Google AI Introduces Spectron: The First Spoken Language AI Model that is Trained End-to-End to Directly Process Spectrograms as Both Input and Output

Speech continuation and question-answering LLMs are versatile tools that can be applied to a wide array of tasks and industries, making them valuable for enhancing productivity, improving user experiences, and advancing research and development in various fields. Prominent examples of such LLMs include GPT-3 and its successors, which have gained significant attention for their impressive performance in understanding and generating text.

These LLMs are typically built on deep-learning architectures. They are pretrained on vast amounts of text data, enabling them to understand the nuances of human language and generate text that is contextually relevant and coherent by capturing the statistical patterns and structures of text-based natural language. 
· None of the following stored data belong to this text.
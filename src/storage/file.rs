//! File-backed fragment store
//!
//! Each database is a directory under the data directory and each fragment
//! is one binary image file `<name>.frag` inside it.

use std::fs;
use std::io::ErrorKind as IoErrorKind;
use std::path::{Path, PathBuf};
use std::sync::Arc;

use tracing::{debug, info};

use super::{validate_name, IoStore};
use crate::error::{Error, Result};
use crate::fragment::Fragment;

const FRAGMENT_EXT: &str = "frag";

/// Fragment store rooted at a data directory
#[derive(Debug, Clone)]
pub struct FileStore {
    data_dir: PathBuf,
}

impl FileStore {
    /// Open a store, creating the data directory when missing
    pub fn new(data_dir: impl AsRef<Path>) -> Result<Self> {
        let data_dir = data_dir.as_ref().to_path_buf();
        fs::create_dir_all(&data_dir)?;
        Ok(Self { data_dir })
    }

    pub fn data_dir(&self) -> &Path {
        &self.data_dir
    }

    fn db_path(&self, db: &str) -> Result<PathBuf> {
        validate_name(db)?;
        Ok(self.data_dir.join(db))
    }

    fn frag_path(&self, db: &str, name: &str) -> Result<PathBuf> {
        validate_name(name)?;
        Ok(self.db_path(db)?.join(format!("{}.{}", name, FRAGMENT_EXT)))
    }
}

impl IoStore for FileStore {
    fn put_db(&self, db: &str) -> Result<()> {
        let path = self.db_path(db)?;
        fs::create_dir_all(&path)?;
        info!(db, path = %path.display(), "created database directory");
        Ok(())
    }

    fn delete_db(&self, db: &str) -> Result<()> {
        let path = self.db_path(db)?;
        match fs::remove_dir_all(&path) {
            Ok(()) => Ok(()),
            Err(e) if e.kind() == IoErrorKind::NotFound => {
                Err(Error::Api(format!("database '{}' is not stored", db)))
            }
            Err(e) => Err(e.into()),
        }
    }

    fn put_frag(&self, db: &str, frag: &Fragment) -> Result<()> {
        let dir = self.db_path(db)?;
        if !dir.is_dir() {
            return Err(Error::Api(format!("database '{}' is not stored", db)));
        }
        let path = self.frag_path(db, frag.name())?;
        let image = frag.to_bytes()?;

        // Write then rename so readers never see a partial image
        let tmp = path.with_extension("tmp");
        fs::write(&tmp, &image)?;
        fs::rename(&tmp, &path)?;
        debug!(db, frag = frag.name(), bytes = image.len(), "wrote fragment image");
        Ok(())
    }

    fn get_frag(&self, db: &str, name: &str) -> Result<Arc<Fragment>> {
        let path = self.frag_path(db, name)?;
        let data = match fs::read(&path) {
            Ok(data) => data,
            Err(e) if e.kind() == IoErrorKind::NotFound => {
                return Err(Error::Api(format!("fragment '{}.{}' is not stored", db, name)))
            }
            Err(e) => return Err(e.into()),
        };
        Ok(Arc::new(Fragment::from_bytes(&data)?))
    }

    fn delete_frag(&self, db: &str, name: &str) -> Result<()> {
        let path = self.frag_path(db, name)?;
        match fs::remove_file(&path) {
            Ok(()) => Ok(()),
            Err(e) if e.kind() == IoErrorKind::NotFound => {
                Err(Error::Api(format!("fragment '{}.{}' is not stored", db, name)))
            }
            Err(e) => Err(e.into()),
        }
    }
}

#[cfg(test)]
mod tests {
    use super::*;
    use crate::expr::Value;
    use crate::fragment::{FieldType, Schema};
    use bytes::Bytes;
    use tempfile::tempdir;

    #[test]
    fn test_file_store_lifecycle() {
        let dir = tempdir().unwrap();
        let store = FileStore::new(dir.path()).unwrap();

        let schema = Schema::from_pairs([("id", FieldType::Long), ("m", FieldType::Blob)]);
        let mut frag = Fragment::new("f1", schema);
        frag.push_values(&[Value::Long(1), Value::Binary(Bytes::from_static(b"\x00\x01"))])
            .unwrap();

        assert!(store.put_frag("db", &frag).is_err());
        store.put_db("db").unwrap();
        store.put_frag("db", &frag).unwrap();
        assert!(dir.path().join("db").join("f1.frag").exists());

        let loaded = store.get_frag("db", "f1").unwrap();
        assert_eq!(*loaded, frag);

        store.delete_frag("db", "f1").unwrap();
        assert!(matches!(store.get_frag("db", "f1"), Err(Error::Api(_))));
        store.delete_db("db").unwrap();
        assert!(!dir.path().join("db").exists());
    }

    #[test]
    fn test_rejects_path_names() {
        let dir = tempdir().unwrap();
        let store = FileStore::new(dir.path()).unwrap();
        assert!(store.put_db("../outside").is_err());
        assert!(store.get_frag("db", "a/b").is_err());
    }
}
The team at Google Research and Verily AI introduced a new novel spoken language model named “Spectron“. This model directly processes spectrograms both as input and output. A spectrogram is a visual representation of the spectrum of frequencies of a signal as they vary with time. This model uses intermediate projection layers to leverage the audio capabilities of a pre-trained speech encoder. This model not only eliminates the inductive biases, which usually arise in a pre-trained encoder and decoder but also does it without sacrificing the representational fidelity.

The language model transcribes and generates text continuations, acting as an ‘intermediate scratchpad’, further conditioned for audio generation. The derivatives of the ground truth express rich, longer-range information about the signal’s shape. The team uses this fact to supervise the model match the higher-order temporal and feature deltas of the ground truth using the spectrogram regression. 

The model’s architecture is initialized with a pre-trained speech encoder and a pre-trained language decode. The encoder is prompted with a speech utterance as input, and they are encoded into linguistic features. The features act as input to the decoder as a prefix, and the whole encoder-decoder is optimized to minimize cross-entropy jointly. This method provides a spoken speech prompt, encoded and then decoded to give both text and speech continuations.

The researchers used the same architecture to decode the intermediate text and the spectrograms. This has two benefits. Firstly, the pre-training of the LM in the text domain to continue the prompt in the text domain before synthesizing the speech. Secondly, the predicted text serves as intermediate reasoning, enhancing the quality of the synthesized speech, analogous to improvements in text-based language models.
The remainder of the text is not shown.